Die Prinzessin von Urfins aber begann alt zu werden, ein unverzeihliches Verbrechen in den Augen Philipps des Fünften. Sie beschloß daher sich, um Marie von Savoyen zu ersetzen, nach einem jungen Frauenzimmer umzusehen, durch deren Vermittlung sie den König fortwährend beherrschen könne. Alberoni schlug ihr zu diesem Endzweck die Tochter seines ersten Gebieters vor, er schilderte dieselbe als ein charakterschwaches und willenloses Kind, das mit der königlichen Würde nichts erlangen würde, als den Titel – und die Prinzessin ging in die Falle. Die Vermählung ward festgestellt, und die junge Prinzessin verließ Italien um sich nach Spanien zu begeben.

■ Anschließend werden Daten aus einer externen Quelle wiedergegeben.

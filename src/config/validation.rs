//! Configuration validation.
//!
//! Every field has an inclusive range; the only cross-field rule is that animation
//! frames must come at least as often as the clock timer.

use anyhow::Result;

use super::Config;
use crate::common::constants::*;

pub fn validate_config(config: &Config) -> Result<()> {
    check_range(
        "animation_duration_ms",
        config.animation_duration_ms,
        MINIMUM_ANIMATION_DURATION_MS,
        MAXIMUM_ANIMATION_DURATION_MS,
    )?;
    check_range(
        "idle_threshold_ms",
        config.idle_threshold_ms,
        MINIMUM_IDLE_THRESHOLD_MS,
        MAXIMUM_IDLE_THRESHOLD_MS,
    )?;
    check_range(
        "timer_period_ms",
        config.timer_period_ms,
        MINIMUM_TIMER_PERIOD_MS,
        MAXIMUM_TIMER_PERIOD_MS,
    )?;
    check_range(
        "frame_interval_ms",
        config.frame_interval_ms,
        MINIMUM_FRAME_INTERVAL_MS,
        MAXIMUM_FRAME_INTERVAL_MS,
    )?;

    let frame = config.frame_interval_ms();
    let period = config.timer_period_ms();
    if frame > period {
        anyhow::bail!(
            "frame_interval_ms ({frame} ms) must not exceed timer_period_ms ({period} ms)"
        );
    }

    Ok(())
}

fn check_range(field: &str, value: Option<u64>, min: u64, max: u64) -> Result<()> {
    if let Some(value) = value
        && !(min..=max).contains(&value)
    {
        anyhow::bail!("{field} ({value} ms) must be between {min} and {max} milliseconds");
    }
    Ok(())
}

Ihre erste Handlung als Königin war, die Prinzessin von Urfins zurückweisen zu lassen, die sich ihr im Hofkleide vorgestellt hatte. Sie ließ sie ohne weiteres, wie sie war, ja selbst ohne Mantel, bei einer Kälte von zehn Grad, in einem Wagen, dessen Fensterglas einer der Wachen zufällig eingestoßen hatte, zuerst nach Burgos und dann nach Frankreich schaffen, wo sie anlangte, nachdem sie genöthigt gewesen war, von ihren eigenen Dienern fünfzig Pistolen zu leihen. Ihrem Kutscher erfror der Arm und man war gezwungen ihm denselben abzunehmen.

Nach seiner ersten Zusammenkunft mit seiner Gemahlin, kündigte der König Alberoni an, daß er erster Minister say, und von diesem Augenblick an, übte der vormalige Glöckner eine unumschränkte Gewalt über Philipp den Fünften aus.

Wenn daher jetzt die Verschwörung gelang und es dem Chevalier Harmental glücken sollte, den Herzog von Orleans nach Toledo oder Sarragossa zu schaffen, so wollte Alberoni den Herzog von Maine als Regenten anerkennen lassen, die Quadrupel-Allianz wäre gesprengt, eine Flotte sollte an der Küste von England landen, und Preußen, Schweden und Rußland, mit denen Spanien ein Bündniß hatte, sollte sich auf Holland werfen. Das deutsche Reich sollte Neapel und Sizilien wieder erobern. Der katholische Theil der Niederlande sollte mit Frankreich vereinigt und so die große Ligue des Südens gegen den Norden gebildet werden; sollte Ludwig XV. mit Tode abgehen, dann sollte Philipp V. als König der halben Welt gekrönt werden.

Man muß eingestehen, daß dies für einen Maccaroni verfertiger keine üble Berechnung war!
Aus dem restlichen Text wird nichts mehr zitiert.